Esta Leoncita vale oro

Muchas veces para poder cumplir objetivos hay que sortear varios obstáculos, y algunos cuestan más que otros. Los estados de ánimo varían constantemente, pero la clave para poder cumplir el objetivo es no bajar nunca los brazos. De esto Priscila Jardel sabe mucho. A pesar de tener solo 20 años tuvo que recorrer un largo camino buscando su gran meta que es el Mundial Junior que se jugará en diciembre en Santiago de Chile.

La jugadora de Los Tordos viene de ganar con Las Leoncitas la medalla de oro del Panamericano que se disputó en Trinidad y Tobago, donde también se aseguro un lugar en el Mundial de la categoría.
“No lo puedo creer. Es una alegría inmensa poder salir campeona panamericana y clasificar a un Mundial. Son sueños que se van cumpliendo y trato de disfrutar de cada momento”, comenzó diciendo Priscila.

En Trinidad y Tobago, Argentina era el gran candidato al título. El conjunto nacional cuenta con jugadoras de gran calidad y además sus rivales eran en los papeles inferiores. Los número avalaron esto ya que el equipo argentino mantuvo el arco en cero y acumuló 63 goles a favor en los 6 partidos jugados.

“Nuestro principal objetivo era salir campeonas. Sabíamos que pasando a la final nos clasificábamos al Mundial, pero somos un equipo muy ambicioso y queríamos el título. Encaramos cada partido como si fuese la final del mundo y no nos guardamos nada. Esa fue nuestra forma de respetar a todos los rivales” destacó la delantera.

Con solo escuchar hablar a Priscila, se nota la felicidad del momento que está viviendo, pero no todo fue fácil para ella. La jugadora de Los Tordos quedó afuera de la lista de los Juegos Olímpicos de la Juventud que se disputaron en Nanjing en 2014 y fue un golpe muy duro. Bajó su rendimiento en el club y se fue a jugar al Taburiente de España. Sobre esta experiencia señaló: “La verdad es que me sirvió muchísimo haber quedado afuera de los Juegos Olímpicos. Fue un golpe muy grande, pero pudecambiar el chip y empezar a entrenarme con otra cabeza. Maduré mucho como persona y como jugadora”.
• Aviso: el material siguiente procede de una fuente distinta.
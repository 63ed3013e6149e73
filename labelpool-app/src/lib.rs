//! labelpool App - Host Entry Points
//!
//! The four callbacks a host experimentation runtime invokes:
//!
//! - [`init_exp`]: partition a dataset into pools and initialize the algorithm
//! - [`get_query`]: serve the algorithm's chosen sample, enriched
//! - [`process_answer`]: record a participant's label
//! - [`get_model`]: pass through the algorithm's model snapshot
//!
//! All shared state lives in the [`StorageContext`]; nothing is held
//! between calls, so concurrent requests need no in-process locking.

pub mod answer;
pub mod model;
pub mod partition;
pub mod query;
pub mod telemetry;

pub use answer::record_answer;
pub use model::model_snapshot;
pub use partition::{next_batch_no, LoadReport, PoolPartitioner, WriteFailure};
pub use query::{enrich, serve_query};
pub use telemetry::{init_tracing, LogFormat, TelemetryConfig};

use labelpool_core::{
    AlgorithmInit, ConfigError, Dataset, GetQueryArgs, InitArgs, LabelPoolConfig, LabelPoolError,
    LabelPoolResult, LabeledAnswer, LearningAlgorithm, ProcessAnswerArgs, QueryPayload, Reply,
};
use labelpool_storage::StorageContext;
use serde::Serialize;
use serde_json::Value;

/// Result of experiment initialization.
#[derive(Debug, Clone, Serialize)]
pub struct InitOutcome {
    /// The caller's arguments with `n` filled in
    pub args: InitArgs,
    pub report: LoadReport,
}

fn validate_init_args(args: &InitArgs) -> LabelPoolResult<()> {
    let p = args.failure_probability;
    if !p.is_finite() || !(0.0..=1.0).contains(&p) {
        return Err(LabelPoolError::Config(ConfigError::InvalidValue {
            field: "failure_probability".to_string(),
            value: p.to_string(),
            reason: "failure_probability must be within [0, 1]".to_string(),
        }));
    }
    if args.d < 0 {
        return Err(LabelPoolError::Config(ConfigError::InvalidValue {
            field: "d".to_string(),
            value: args.d.to_string(),
            reason: "d must not be negative".to_string(),
        }));
    }
    Ok(())
}

/// Partition `dataset` into storage and initialize `alg`.
///
/// Arguments are validated before anything is written. Under the strict
/// load policy a partial load fails here, after the load has run and
/// before the algorithm is initialized.
pub async fn init_exp(
    ctx: &StorageContext,
    alg: &dyn LearningAlgorithm,
    mut args: InitArgs,
    dataset: &Dataset,
    config: &LabelPoolConfig,
) -> LabelPoolResult<InitOutcome> {
    validate_init_args(&args)?;
    let n = args.targets.targetset.len();
    args.n = Some(n);

    tracing::info!(
        alg_label = alg.alg_label(),
        n,
        samples = dataset.samples.len(),
        labels = dataset.labels.len(),
        studies = dataset.studies.len(),
        "initializing experiment"
    );

    let report = PoolPartitioner::new(ctx, config).run(dataset)?;
    if !report.is_complete() {
        tracing::warn!(
            failed = report.failed_writes(),
            policy = ?config.load_policy,
            "partitioning left some writes unstored"
        );
    }
    report.enforce(config.load_policy)?;

    alg.initialize(&AlgorithmInit {
        n,
        failure_probability: args.failure_probability,
        d: args.d,
    })
    .await?;

    Ok(InitOutcome { args, report })
}

/// Serve the next query for a participant, or `{}`.
pub async fn get_query(
    ctx: &StorageContext,
    alg: &dyn LearningAlgorithm,
    args: &GetQueryArgs,
) -> Reply<QueryPayload> {
    serve_query(ctx, alg, &args.participant_uid).await
}

/// Record an answer, returning `{target_index, target_label}` or `{}`.
pub async fn process_answer(
    ctx: &StorageContext,
    alg: &dyn LearningAlgorithm,
    args: &ProcessAnswerArgs,
    config: &LabelPoolConfig,
) -> Reply<LabeledAnswer> {
    record_answer(ctx, alg, args, config).await
}

/// The algorithm's current model snapshot, or `{}`.
pub async fn get_model(alg: &dyn LearningAlgorithm) -> Reply<Value> {
    model_snapshot(alg).await
}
La jugadora del seleccionado nacional es hija de Rosana Mateos, una distinguida deportista transplantada y de Gonzalo Jardel, profesor de educación física.

-¿Qué sacaste de ellos para poder llegar al seleccionado nacional?
-Saqué todo. Mi mamá y mi papá son mis ejemplos a seguir en todo sentido, tanto deportivo como humano. Me dieron la oportunidad de hacer deportes toda mi vida y siempre me apoyaron en cada paso. Me enseñaron a nunca rendirme y a ir siempre por mis sueños. Al lugar donde estoy ahora llegué gracias a todos los valores que me inculcaron desde chiquita. Sin ellos, yo no sería nada.

-¿Que tenés que hacer ahora para poder estar a fin de año en el Mundial en Chile?
- Tengo que seguir entrenando al máximo y aprender de cada corrección que me hagan los entrenadores. Mi punto más débil es el físico pero lo he mejorado bastante y tengo que seguir metiéndole firme a eso, pero sin descuidar todos los otros aspectos técnicos.